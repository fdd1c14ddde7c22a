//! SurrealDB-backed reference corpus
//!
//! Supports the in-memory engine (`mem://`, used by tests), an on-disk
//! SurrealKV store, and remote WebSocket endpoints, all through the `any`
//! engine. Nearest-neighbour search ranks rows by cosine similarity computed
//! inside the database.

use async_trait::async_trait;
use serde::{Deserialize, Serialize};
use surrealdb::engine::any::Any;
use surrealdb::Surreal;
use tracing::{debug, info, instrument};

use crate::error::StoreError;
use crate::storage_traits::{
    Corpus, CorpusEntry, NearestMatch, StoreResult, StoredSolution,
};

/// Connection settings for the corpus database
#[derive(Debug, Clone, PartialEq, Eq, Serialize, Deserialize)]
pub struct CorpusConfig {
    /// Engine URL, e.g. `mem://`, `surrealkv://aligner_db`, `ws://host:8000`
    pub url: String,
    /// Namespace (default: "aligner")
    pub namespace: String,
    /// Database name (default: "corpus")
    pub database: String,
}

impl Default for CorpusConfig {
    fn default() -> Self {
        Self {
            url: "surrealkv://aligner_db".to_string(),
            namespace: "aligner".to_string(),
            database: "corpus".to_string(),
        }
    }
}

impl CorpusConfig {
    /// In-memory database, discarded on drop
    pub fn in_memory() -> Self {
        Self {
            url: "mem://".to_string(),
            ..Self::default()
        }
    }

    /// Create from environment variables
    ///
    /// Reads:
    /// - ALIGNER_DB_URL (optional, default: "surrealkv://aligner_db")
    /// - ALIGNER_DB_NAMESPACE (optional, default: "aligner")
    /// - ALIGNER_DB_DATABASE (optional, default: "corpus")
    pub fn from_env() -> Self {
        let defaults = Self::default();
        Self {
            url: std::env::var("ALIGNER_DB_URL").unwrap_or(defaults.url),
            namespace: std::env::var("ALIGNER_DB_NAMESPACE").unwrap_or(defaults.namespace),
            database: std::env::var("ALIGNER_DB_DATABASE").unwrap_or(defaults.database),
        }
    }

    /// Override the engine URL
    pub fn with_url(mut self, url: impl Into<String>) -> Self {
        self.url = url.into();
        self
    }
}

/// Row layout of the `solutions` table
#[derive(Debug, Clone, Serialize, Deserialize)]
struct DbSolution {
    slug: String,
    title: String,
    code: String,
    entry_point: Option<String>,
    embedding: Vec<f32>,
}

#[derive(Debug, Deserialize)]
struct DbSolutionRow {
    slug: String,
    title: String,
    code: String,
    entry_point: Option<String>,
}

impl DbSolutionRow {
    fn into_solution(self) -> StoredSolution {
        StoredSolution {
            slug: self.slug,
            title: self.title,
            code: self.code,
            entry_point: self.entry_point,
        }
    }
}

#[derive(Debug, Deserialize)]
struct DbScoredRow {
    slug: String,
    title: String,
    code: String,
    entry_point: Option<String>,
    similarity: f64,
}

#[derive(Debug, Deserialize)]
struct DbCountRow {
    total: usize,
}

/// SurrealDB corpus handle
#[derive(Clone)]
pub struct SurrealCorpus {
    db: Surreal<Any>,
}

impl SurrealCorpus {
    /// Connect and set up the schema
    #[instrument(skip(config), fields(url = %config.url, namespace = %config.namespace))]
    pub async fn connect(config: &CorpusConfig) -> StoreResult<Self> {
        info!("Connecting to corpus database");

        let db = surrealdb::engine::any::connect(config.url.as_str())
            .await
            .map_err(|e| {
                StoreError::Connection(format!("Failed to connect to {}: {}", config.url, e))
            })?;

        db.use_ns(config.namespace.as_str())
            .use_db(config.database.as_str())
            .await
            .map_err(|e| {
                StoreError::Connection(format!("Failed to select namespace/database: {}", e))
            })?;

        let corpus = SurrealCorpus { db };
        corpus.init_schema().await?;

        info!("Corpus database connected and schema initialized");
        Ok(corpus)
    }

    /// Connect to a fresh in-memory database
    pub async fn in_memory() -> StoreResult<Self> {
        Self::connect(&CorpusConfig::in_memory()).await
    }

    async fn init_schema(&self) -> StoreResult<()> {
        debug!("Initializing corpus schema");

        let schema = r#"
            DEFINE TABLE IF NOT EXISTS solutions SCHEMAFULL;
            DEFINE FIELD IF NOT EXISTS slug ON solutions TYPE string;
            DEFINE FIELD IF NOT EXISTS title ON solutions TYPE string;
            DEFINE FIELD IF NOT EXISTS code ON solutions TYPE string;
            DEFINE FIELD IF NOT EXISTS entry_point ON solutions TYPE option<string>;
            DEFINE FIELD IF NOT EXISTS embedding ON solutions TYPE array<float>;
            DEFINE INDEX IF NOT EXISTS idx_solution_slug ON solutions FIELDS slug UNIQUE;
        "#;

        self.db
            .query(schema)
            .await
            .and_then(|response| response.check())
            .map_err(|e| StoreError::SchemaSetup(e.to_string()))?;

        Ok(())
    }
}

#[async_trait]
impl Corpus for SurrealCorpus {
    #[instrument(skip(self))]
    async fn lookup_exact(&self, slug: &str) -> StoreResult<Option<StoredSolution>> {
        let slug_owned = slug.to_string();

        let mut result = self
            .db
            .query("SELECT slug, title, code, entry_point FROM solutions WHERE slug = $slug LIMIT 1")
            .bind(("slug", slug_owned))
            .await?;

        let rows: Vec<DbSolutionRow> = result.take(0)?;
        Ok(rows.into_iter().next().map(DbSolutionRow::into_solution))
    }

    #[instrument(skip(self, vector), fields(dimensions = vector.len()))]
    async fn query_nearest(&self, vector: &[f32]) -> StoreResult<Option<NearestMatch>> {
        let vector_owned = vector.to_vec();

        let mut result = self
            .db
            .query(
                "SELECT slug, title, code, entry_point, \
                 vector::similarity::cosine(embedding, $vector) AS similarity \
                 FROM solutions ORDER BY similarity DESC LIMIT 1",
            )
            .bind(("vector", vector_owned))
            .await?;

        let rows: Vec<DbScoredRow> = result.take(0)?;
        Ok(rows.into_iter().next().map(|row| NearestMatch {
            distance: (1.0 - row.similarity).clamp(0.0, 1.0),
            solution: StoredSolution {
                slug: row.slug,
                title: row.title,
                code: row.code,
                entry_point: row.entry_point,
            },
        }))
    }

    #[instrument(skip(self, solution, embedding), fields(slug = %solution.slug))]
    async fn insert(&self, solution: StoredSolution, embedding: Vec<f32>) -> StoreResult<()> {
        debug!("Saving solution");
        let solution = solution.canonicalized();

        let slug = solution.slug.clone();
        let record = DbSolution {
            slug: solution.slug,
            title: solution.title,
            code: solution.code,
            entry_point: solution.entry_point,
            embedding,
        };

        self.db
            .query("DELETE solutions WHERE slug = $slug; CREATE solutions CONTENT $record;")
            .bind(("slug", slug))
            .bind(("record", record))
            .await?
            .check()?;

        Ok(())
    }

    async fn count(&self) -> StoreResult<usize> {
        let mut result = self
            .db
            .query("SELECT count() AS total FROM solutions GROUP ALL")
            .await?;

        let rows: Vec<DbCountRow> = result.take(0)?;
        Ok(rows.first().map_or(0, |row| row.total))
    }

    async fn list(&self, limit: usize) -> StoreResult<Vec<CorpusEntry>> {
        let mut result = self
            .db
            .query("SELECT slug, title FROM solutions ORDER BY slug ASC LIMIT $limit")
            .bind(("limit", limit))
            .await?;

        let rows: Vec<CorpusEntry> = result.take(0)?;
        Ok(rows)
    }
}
* * *
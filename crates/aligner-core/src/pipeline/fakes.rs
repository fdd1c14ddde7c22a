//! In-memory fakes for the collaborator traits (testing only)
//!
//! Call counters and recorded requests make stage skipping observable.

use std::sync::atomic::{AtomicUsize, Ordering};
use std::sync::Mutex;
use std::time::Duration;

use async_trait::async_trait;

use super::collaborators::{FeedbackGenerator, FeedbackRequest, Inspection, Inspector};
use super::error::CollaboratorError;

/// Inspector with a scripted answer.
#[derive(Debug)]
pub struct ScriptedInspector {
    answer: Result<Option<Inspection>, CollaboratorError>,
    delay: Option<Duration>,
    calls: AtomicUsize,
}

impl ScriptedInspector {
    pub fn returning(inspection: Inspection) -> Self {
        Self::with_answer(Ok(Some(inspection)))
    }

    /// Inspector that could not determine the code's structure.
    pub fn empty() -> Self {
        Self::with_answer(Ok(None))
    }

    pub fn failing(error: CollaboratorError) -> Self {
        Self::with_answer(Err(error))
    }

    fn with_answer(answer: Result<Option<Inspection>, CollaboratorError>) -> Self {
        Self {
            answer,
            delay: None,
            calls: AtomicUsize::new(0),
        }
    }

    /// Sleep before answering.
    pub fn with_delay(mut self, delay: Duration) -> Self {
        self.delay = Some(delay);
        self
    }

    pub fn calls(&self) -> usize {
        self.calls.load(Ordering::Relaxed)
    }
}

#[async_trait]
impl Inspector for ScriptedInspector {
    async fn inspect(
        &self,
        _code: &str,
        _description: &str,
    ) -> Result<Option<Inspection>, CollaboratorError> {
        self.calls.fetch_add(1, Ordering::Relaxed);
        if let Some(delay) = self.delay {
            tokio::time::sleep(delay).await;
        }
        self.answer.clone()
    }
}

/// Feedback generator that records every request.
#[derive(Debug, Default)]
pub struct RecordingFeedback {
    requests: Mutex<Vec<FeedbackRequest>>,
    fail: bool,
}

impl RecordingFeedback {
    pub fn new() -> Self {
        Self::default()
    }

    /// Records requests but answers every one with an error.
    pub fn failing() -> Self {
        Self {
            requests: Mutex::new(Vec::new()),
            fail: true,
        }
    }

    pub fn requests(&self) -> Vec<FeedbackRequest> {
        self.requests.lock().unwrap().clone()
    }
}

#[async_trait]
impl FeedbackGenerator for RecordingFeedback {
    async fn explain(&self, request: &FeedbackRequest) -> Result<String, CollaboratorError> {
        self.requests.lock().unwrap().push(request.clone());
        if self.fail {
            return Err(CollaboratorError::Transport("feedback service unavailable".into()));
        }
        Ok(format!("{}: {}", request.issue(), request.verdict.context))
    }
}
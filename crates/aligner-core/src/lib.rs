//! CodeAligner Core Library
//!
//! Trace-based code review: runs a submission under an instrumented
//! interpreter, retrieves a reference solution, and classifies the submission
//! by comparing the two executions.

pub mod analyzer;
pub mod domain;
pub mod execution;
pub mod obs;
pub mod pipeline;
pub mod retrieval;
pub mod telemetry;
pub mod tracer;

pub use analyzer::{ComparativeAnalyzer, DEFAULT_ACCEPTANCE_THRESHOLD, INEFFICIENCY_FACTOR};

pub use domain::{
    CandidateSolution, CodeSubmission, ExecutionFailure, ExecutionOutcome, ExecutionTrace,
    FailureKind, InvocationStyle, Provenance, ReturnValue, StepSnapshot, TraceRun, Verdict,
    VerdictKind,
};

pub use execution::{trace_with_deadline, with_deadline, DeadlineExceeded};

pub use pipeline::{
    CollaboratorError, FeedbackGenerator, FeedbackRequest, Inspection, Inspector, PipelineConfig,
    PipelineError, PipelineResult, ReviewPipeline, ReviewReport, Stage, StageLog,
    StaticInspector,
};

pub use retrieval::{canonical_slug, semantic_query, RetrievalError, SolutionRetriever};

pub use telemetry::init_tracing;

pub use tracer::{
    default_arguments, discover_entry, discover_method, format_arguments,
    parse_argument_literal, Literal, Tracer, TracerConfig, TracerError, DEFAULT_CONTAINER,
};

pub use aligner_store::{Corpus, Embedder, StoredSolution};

- [TASK STATEMENT]: Among the entries, find each line that includes the string "every" and copy it.

- [SOLUTION]:
/// Feedback generator that records every request.
    /// Records requests but answers every one with an error.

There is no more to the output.